> [What you need to do]:
Below are records to be output exactly, every one of them.

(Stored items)
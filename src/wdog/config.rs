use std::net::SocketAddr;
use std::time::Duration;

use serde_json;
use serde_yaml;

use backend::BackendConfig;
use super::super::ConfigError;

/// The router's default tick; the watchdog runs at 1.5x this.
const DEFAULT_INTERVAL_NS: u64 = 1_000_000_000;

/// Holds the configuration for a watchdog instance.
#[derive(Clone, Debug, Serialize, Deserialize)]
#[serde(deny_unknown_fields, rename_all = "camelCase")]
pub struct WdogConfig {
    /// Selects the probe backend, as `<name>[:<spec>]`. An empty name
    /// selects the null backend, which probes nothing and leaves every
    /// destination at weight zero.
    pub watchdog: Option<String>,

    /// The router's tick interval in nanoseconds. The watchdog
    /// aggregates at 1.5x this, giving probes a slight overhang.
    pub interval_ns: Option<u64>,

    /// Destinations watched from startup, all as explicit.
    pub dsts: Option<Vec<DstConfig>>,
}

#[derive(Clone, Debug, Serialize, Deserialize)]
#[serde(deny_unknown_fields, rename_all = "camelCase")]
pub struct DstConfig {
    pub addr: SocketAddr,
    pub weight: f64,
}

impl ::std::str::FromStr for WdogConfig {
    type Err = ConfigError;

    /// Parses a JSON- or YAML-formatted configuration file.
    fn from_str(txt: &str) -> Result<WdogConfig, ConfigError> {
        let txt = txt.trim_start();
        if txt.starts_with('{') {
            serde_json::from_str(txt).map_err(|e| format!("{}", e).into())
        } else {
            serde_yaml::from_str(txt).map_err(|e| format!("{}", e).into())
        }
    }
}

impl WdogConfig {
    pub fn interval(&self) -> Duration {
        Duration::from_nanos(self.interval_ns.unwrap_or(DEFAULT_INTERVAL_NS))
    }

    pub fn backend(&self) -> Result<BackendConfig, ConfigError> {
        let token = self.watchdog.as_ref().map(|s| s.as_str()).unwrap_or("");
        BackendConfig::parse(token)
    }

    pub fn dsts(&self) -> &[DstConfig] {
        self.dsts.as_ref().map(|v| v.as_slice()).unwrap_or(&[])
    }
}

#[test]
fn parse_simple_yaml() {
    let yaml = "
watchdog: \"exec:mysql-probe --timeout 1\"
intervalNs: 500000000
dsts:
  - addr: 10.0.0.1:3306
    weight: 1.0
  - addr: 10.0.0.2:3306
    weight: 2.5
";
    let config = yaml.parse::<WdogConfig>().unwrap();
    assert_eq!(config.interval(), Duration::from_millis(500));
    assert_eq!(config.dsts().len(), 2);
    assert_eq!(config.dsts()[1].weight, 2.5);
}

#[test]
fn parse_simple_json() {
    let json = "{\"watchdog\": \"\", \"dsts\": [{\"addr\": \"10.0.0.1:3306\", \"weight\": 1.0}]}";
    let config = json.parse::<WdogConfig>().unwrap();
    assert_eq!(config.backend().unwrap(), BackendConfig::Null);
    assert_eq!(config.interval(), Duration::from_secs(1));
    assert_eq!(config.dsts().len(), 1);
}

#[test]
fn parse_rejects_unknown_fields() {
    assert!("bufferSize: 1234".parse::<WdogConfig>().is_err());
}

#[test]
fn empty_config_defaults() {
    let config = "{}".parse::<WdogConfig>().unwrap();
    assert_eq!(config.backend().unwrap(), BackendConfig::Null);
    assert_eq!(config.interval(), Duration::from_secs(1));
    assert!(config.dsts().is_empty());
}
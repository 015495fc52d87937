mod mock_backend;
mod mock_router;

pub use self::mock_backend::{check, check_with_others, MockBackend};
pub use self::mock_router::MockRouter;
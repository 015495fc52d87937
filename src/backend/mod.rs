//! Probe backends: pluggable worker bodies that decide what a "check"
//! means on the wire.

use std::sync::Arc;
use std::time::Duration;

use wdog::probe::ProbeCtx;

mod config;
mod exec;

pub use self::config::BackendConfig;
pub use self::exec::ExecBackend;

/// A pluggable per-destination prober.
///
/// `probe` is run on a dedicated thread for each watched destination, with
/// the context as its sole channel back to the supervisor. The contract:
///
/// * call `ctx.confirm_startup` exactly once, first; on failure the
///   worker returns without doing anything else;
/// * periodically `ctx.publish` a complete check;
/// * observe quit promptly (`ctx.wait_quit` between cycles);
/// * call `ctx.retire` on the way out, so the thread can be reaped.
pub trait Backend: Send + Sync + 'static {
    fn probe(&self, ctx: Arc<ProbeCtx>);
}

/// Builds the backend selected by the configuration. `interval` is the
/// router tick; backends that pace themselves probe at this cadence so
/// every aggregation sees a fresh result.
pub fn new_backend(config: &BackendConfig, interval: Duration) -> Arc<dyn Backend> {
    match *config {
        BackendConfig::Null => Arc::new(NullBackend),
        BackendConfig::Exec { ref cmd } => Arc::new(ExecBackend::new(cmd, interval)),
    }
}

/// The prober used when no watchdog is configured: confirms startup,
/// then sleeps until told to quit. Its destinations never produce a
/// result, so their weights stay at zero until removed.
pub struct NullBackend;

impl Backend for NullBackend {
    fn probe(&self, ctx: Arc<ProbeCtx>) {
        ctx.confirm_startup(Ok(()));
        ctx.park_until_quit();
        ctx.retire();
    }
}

> [Exercise response]:
filename src/wdog/config.rs
use std::net::SocketAddr;
use std::time::Duration;

use serde_json;
use serde_yaml;

use backend::BackendConfig;
use super::super::ConfigError;

/// The router's default tick; the watchdog runs at 1.5x this.
const DEFAULT_INTERVAL_NS: u64 = 1_000_000_000;

/// Holds the configuration for a watchdog instance.
#[derive(Clone, Debug, Serialize, Deserialize)]
#[serde(deny_unknown_fields, rename_all = "camelCase")]
pub struct WdogConfig {
    /// Selects the probe backend, as `<name>[:<spec>]`. An empty name
    /// selects the null backend, which probes nothing and leaves every
    /// destination at weight zero.
    pub watchdog: Option<String>,

    /// The router's tick interval in nanoseconds. The watchdog
    /// aggregates at 1.5x this, giving probes a slight overhang.
    pub interval_ns: Option<u64>,

    /// Destinations watched from startup, all as explicit.
    pub dsts: Option<Vec<DstConfig>>,
}

#[derive(Clone, Debug, Serialize, Deserialize)]
#[serde(deny_unknown_fields, rename_all = "camelCase")]
pub struct DstConfig {
    pub addr: SocketAddr,
    pub weight: f64,
}

impl ::std::str::FromStr for WdogConfig {
    type Err = ConfigError;

    /// Parses a JSON- or YAML-formatted configuration file.
    fn from_str(txt: &str) -> Result<WdogConfig, ConfigError> {
        let txt = txt.trim_start();
        if txt.starts_with('{') {
            serde_json::from_str(txt).map_err(|e| format!("{}", e).into())
        } else {
            serde_yaml::from_str(txt).map_err(|e| format!("{}", e).into())
        }
    }
}

impl WdogConfig {
    pub fn interval(&self) -> Duration {
        Duration::from_nanos(self.interval_ns.unwrap_or(DEFAULT_INTERVAL_NS))
    }

    pub fn backend(&self) -> Result<BackendConfig, ConfigError> {
        let token = self.watchdog.as_ref().map(|s| s.as_str()).unwrap_or("");
        BackendConfig::parse(token)
    }

    pub fn dsts(&self) -> &[DstConfig] {
        self.dsts.as_ref().map(|v| v.as_slice()).unwrap_or(&[])
    }
}

#[test]
fn parse_simple_yaml() {
    let yaml = "
watchdog: \"exec:mysql-probe --timeout 1\"
intervalNs: 500000000
dsts:
  - addr: 10.0.0.1:3306
    weight: 1.0
  - addr: 10.0.0.2:3306
    weight: 2.5
";
    let config = yaml.parse::<WdogConfig>().unwrap();
    assert_eq!(config.interval(), Duration::from_millis(500));
    assert_eq!(config.dsts().len(), 2);
    assert_eq!(config.dsts()[1].weight, 2.5);
}

#[test]
fn parse_simple_json() {
    let json = "{\"watchdog\": \"\", \"dsts\": [{\"addr\": \"10.0.0.1:3306\", \"weight\": 1.0}]}";
    let config = json.parse::<WdogConfig>().unwrap();
    assert_eq!(config.backend().unwrap(), BackendConfig::Null);
    assert_eq!(config.interval(), Duration::from_secs(1));
    assert_eq!(config.dsts().len(), 1);
}

#[test]
fn parse_rejects_unknown_fields() {
    assert!("bufferSize: 1234".parse::<WdogConfig>().is_err());
}

#[test]
fn empty_config_defaults() {
    let config = "{}".parse::<WdogConfig>().unwrap();
    assert_eq!(config.backend().unwrap(), BackendConfig::Null);
    assert_eq!(config.interval(), Duration::from_secs(1));
    assert!(config.dsts().is_empty());
}
repository 015495fc52d87937
mod mock_backend;
mod mock_router;

pub use self::mock_backend::{check, check_with_others, MockBackend};
pub use self::mock_router::MockRouter;
repository 015495fc52d87937
filename src/backend/mod.rs
//! Probe backends: pluggable worker bodies that decide what a "check"
//! means on the wire.

use std::sync::Arc;
use std::time::Duration;

use wdog::probe::ProbeCtx;

mod config;
mod exec;

pub use self::config::BackendConfig;
pub use self::exec::ExecBackend;

/// A pluggable per-destination prober.
///
/// `probe` is run on a dedicated thread for each watched destination, with
/// the context as its sole channel back to the supervisor. The contract:
///
/// * call `ctx.confirm_startup` exactly once, first; on failure the
///   worker returns without doing anything else;
/// * periodically `ctx.publish` a complete check;
/// * observe quit promptly (`ctx.wait_quit` between cycles);
/// * call `ctx.retire` on the way out, so the thread can be reaped.
pub trait Backend: Send + Sync + 'static {
    fn probe(&self, ctx: Arc<ProbeCtx>);
}

/// Builds the backend selected by the configuration. `interval` is the
/// router tick; backends that pace themselves probe at this cadence so
/// every aggregation sees a fresh result.
pub fn new_backend(config: &BackendConfig, interval: Duration) -> Arc<dyn Backend> {
    match *config {
        BackendConfig::Null => Arc::new(NullBackend),
        BackendConfig::Exec { ref cmd } => Arc::new(ExecBackend::new(cmd, interval)),
    }
}

/// The prober used when no watchdog is configured: confirms startup,
/// then sleeps until told to quit. Its destinations never produce a
/// result, so their weights stay at zero until removed.
pub struct NullBackend;

impl Backend for NullBackend {
    fn probe(&self, ctx: Arc<ProbeCtx>) {
        ctx.confirm_startup(Ok(()));
        ctx.park_until_quit();
        ctx.retire();
    }
}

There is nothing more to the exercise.